Ici est posée, et elle devrait être posée le plus souvent possible, la question de ce qu'on appelle la mystique chrétienne face à un enseignement religieux assez courant, livresque et intellectuel, donné comme une sorte de documentation pour une simple information. Si on en reste là, c'est sans prise réelle sur celui qui le reçoit, même si, dans le meilleur des cas, il en reste quelque chose par la suite ! Ca ne mord pas sur la vie ! On a seulement acquis quelques connaissances de plus dans un domaine particulier, au milieu de beaucoup d'autres du même ordre. Il arrive d'ailleurs aujourd'hui assez souvent, dans les établissements religieux, que la catéchèse se réduise souvent à cette sorte d'échange. On est dépourvu même si l'on sent qu'il faudrait faire autrement : ça ne passerait pas !

Sans vie mystique, on est confronté à des idées, mais non à une Présence et on peut être très bien documenté sur Jésus-Christ sans pour autant en vivre. Il arrive même alors que des personnes, bien disposées mais se disant athées, enseignent le catéchisme ou la religion aux enfants !

C'est seulement dans le kérygme chrétien, seule façon de transmettre non pas un savoir mais une foi, que l'effet normal, l'effet proprement mystique, pourra avoir espoir d'être atteint, jusqu'à ce que ça morde sur la vie.

Regardez un instant comment les récits des apparitions du Ressuscité dans les derniers chapitres des évangiles - cela vaut pour tout l'Evangile mais ici c'est plus accusé - ne sont aucunement des renseignements sur ce qui s'est passé, plus précisément sur ce qui a été vu par les Apôtres, lorsque le Christ leur est apparu ressuscité. Une documentation aurait permis de répondre à toutes sortes de question qu'on peut se poser quant à cet événement tout à fait extra-ordinaire : elle n'y figure pas ! Par exemple on ne nous décrit rien sur les vêtements ou l'aspect du Ressuscité, sur son comportement différent maintenant. On aurait tellement aimé savoir davantage comment Il était !

Marie Madeleine l'aurait bien voulu elle-même, elle aurait voulu Le voir, L'approcher davantage, mais le Seigneur l'arrête : « Ne me touche pas ! » Ce qui veut certainement dire, « Ne t'occupes plus de moi comme avant, ne me regarde plus comme avant ! Tu risquerais de ne plus rien voir ! »

Car il s'agit maintenant, avec le Ressuscité, de tout autre chose : il s'agit de croire, même si Jésus vous apparaît ! Ce sera clairement dit par Jésus Lui-même à Thomas, l'incrédule, et à tous les autres.

Il faut bien se dire que les Apôtres ont douté... jusqu'à la Pentecôte, même si Jésus a mangé avec eux au Cénacle et sur le bord du lac de Tibériade ! Et la raison en est toute simple : leurs yeux, comme les nôtres, les yeux de tout corps qui n'est pas encore passé par la mort et la résurrection, sont incapables de voir le Ressuscité, ça leur est impossible.

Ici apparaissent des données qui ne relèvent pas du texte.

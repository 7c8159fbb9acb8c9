#![deny(missing_docs)]
//! The Memory service client the Task Planner consumes for Memory-First
//! decomposition (§4.3). Out of scope here: the service's own storage or
//! retrieval logic — only the wire-level contract and the shaping the
//! Planner needs (level classification, prompt-context formatting).

#[cfg(feature = "test-utils")]
pub mod mock;

use async_trait::async_trait;
use relay_types::MemoryLevel;
use serde::{Deserialize, Serialize};
use thiserror::Error;

/// Errors calling the memory service.
#[non_exhaustive]
#[derive(Debug, Error)]
pub enum MemoryError {
    /// The service call did not complete in time. Planner-visible timeouts
    /// are non-fatal — callers recover with an empty plan.
    #[error("memory service call timed out")]
    Timeout,

    /// The service rejected or failed the call.
    #[error("memory service call failed: {0}")]
    CallFailed(String),

    /// Catch-all.
    #[error("{0}")]
    Other(#[from] Box<dyn std::error::Error + Send + Sync>),
}

/// Where a decomposition step's guidance came from.
#[derive(Debug, Clone, Copy, PartialEq, Eq, Serialize, Deserialize)]
#[serde(rename_all = "snake_case")]
pub enum MemorySource {
    /// Backed by a known, previously recorded phrase/workflow.
    Phrase,
    /// Backed by graph-derived guidance with no single matching phrase.
    Graph,
    /// No backing memory for this step.
    None,
}

/// One step of guidance the memory service attaches to a planned task.
#[derive(Debug, Clone, Serialize, Deserialize, PartialEq)]
pub struct MemoryStep {
    /// The step's position in the plan.
    pub index: usize,
    /// The step's guidance text.
    pub content: String,
    /// Where this guidance came from.
    pub source: MemorySource,
    /// The matched phrase's id, present only when `source == Phrase`.
    #[serde(skip_serializing_if = "Option::is_none")]
    pub phrase_id: Option<String>,
    /// Detailed historical workflow text, if any.
    #[serde(skip_serializing_if = "Option::is_none")]
    pub workflow_guide: Option<String>,
}

/// The memory service's response to `planTask`.
#[derive(Debug, Clone, Default, Serialize, Deserialize, PartialEq)]
pub struct MemoryPlan {
    /// Ordered guidance steps; empty when the service found nothing.
    pub steps: Vec<MemoryStep>,
    /// Free-form user/workflow preferences to respect during execution.
    pub preferences: Vec<String>,
    /// The service's self-reported confidence in plan coverage, `[0.0, 1.0]`.
    pub coverage: f64,
}

impl MemoryPlan {
    /// Classify this plan's confidence tier per the Planner's rule: a
    /// phrase-backed step (with a `phrase_id`) wins L1 outright; any steps
    /// at all (even ungrounded ones) earn L2; no steps is L3.
    pub fn classify_level(&self) -> MemoryLevel {
        let has_phrase_match = self
            .steps
            .iter()
            .any(|s| s.source == MemorySource::Phrase && s.phrase_id.is_some());
        if has_phrase_match {
            MemoryLevel::L1
        } else if !self.steps.is_empty() {
            MemoryLevel::L2
        } else {
            MemoryLevel::L3
        }
    }

    /// Render this plan as the single context block substituted into the
    /// decomposition prompt template: one line per step tagged with its
    /// source, indented `workflow_guide` lines beneath, preferences
    /// listed at the tail. An empty plan renders as an empty string.
    pub fn format_context(&self) -> String {
        if self.steps.is_empty() && self.preferences.is_empty() {
            return String::new();
        }

        let mut out = String::new();
        for step in &self.steps {
            let tag = match step.source {
                MemorySource::Phrase => "phrase",
                MemorySource::Graph => "graph",
                MemorySource::None => "none",
            };
            out.push_str(&format!("[{tag}] {}\n", step.content));
            if let Some(guide) = &step.workflow_guide {
                for line in guide.lines() {
                    out.push_str("  ");
                    out.push_str(line);
                    out.push('\n');
                }
            }
        }
        if !self.preferences.is_empty() {
            out.push_str("Preferences:\n");
            for pref in &self.preferences {
                out.push_str("- ");
                out.push_str(pref);
                out.push('\n');
            }
        }
        out
    }
}

/// The external memory service, as consumed by the Task Planner.
#[async_trait]
pub trait MemoryClient: Send + Sync {
    /// Query prior workflow/phrase guidance for a task's free-form text.
    async fn plan_task(&self, text: &str) -> Result<MemoryPlan, MemoryError>;

    /// Record operations observed during a session (e.g. delegation
    /// decisions) for later retrieval.
    async fn memory_add(
        &self,
        operations: serde_json::Value,
        session_id: Option<String>,
    ) -> Result<serde_json::Value, MemoryError>;

    /// Feed a completed execution's data back for learning.
    async fn memory_learn(&self, execution_data: serde_json::Value) -> Result<serde_json::Value, MemoryError>;
}

#[cfg(test)]
mod tests {
    use super::*;

    fn step(source: MemorySource, phrase_id: Option<&str>) -> MemoryStep {
        MemoryStep {
            index: 0,
            content: "open the dashboard".into(),
            source,
            phrase_id: phrase_id.map(String::from),
            workflow_guide: None,
        }
    }

    #[test]
    fn classify_level_phrase_backed_is_l1() {
        let plan = MemoryPlan { steps: vec![step(MemorySource::Phrase, Some("p1"))], ..Default::default() };
        assert_eq!(plan.classify_level(), MemoryLevel::L1);
    }

    #[test]
    fn classify_level_phrase_without_id_is_l2() {
        let plan = MemoryPlan { steps: vec![step(MemorySource::Phrase, None)], ..Default::default() };
        assert_eq!(plan.classify_level(), MemoryLevel::L2);
    }

    #[test]
    fn classify_level_graph_only_is_l2() {
        let plan = MemoryPlan { steps: vec![step(MemorySource::Graph, None)], ..Default::default() };
        assert_eq!(plan.classify_level(), MemoryLevel::L2);
    }

    #[test]
    fn classify_level_empty_is_l3() {
        assert_eq!(MemoryPlan::default().classify_level(), MemoryLevel::L3);
    }

    #[test]
    fn format_context_empty_plan_is_empty_string() {
        assert_eq!(MemoryPlan::default().format_context(), "");
    }

    #[test]
    fn format_context_includes_tag_guide_and_preferences() {
        let plan = MemoryPlan {
            steps: vec![MemoryStep {
                index: 0,
                content: "navigate to settings".into(),
                source: MemorySource::Phrase,
                phrase_id: Some("p1".into()),
                workflow_guide: Some("click gear icon\nselect billing".into()),
            }],
            preferences: vec!["prefer dark mode".into()],
            coverage: 0.9,
        };
        let ctx = plan.format_context();
        assert!(ctx.contains("[phrase] navigate to settings"));
        assert!(ctx.contains("  click gear icon"));
        assert!(ctx.contains("  select billing"));
        assert!(ctx.contains("Preferences:"));
        assert!(ctx.contains("- prefer dark mode"));
    }
}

Et pourtant le Ressuscité se montre à eux, discrètement si l'on peut dire puisqu'il n'aura plus de longs entretiens avec eux pour continuer leur instruction, excepté pour les disciples d'Emmaüs.

Les seules paroles, comme son long enseignement sur le chemin d'Emmaüs, les seules paroles qu'Il échange avec eux sont pour affermir leur foi. Jean d'ailleurs nous précisera que son évangile est écrit uniquement dans ce but : « pour que vous croyiez ! »

Alors, nous, où en sommes-nous ? La foi des Apôtres les a conduits au martyre, ultime et très fort témoignage de la vérité atteinte dans leur foi en la Personne ressuscitée de Jésus-Christ. Jean témoignera d'une autre façon, par ce long ressouvenir de ce qu'il a vécu avec Jésus, témoignage peut-être plus important encore que celui des trois autres évangiles.

Bien plus que de nous renseigner sur Jésus, ce qui reste bien entendu très utile, nous avons à mettre notre foi en Lui, et on n'aura jamais fini de le faire. Ce que n'ont aucunement compris les détracteurs d'aujourd'hui, forts de découvertes archéologiques ou autres, à partir desquelles ils en viennent à professer toutes sortes d'inepties sans aucunement s'en rendre compte. Ils ne savent pas ce qu'est la foi. Et ils restent à l'extérieur... On peut alors dire, et même prouver n'importe quoi.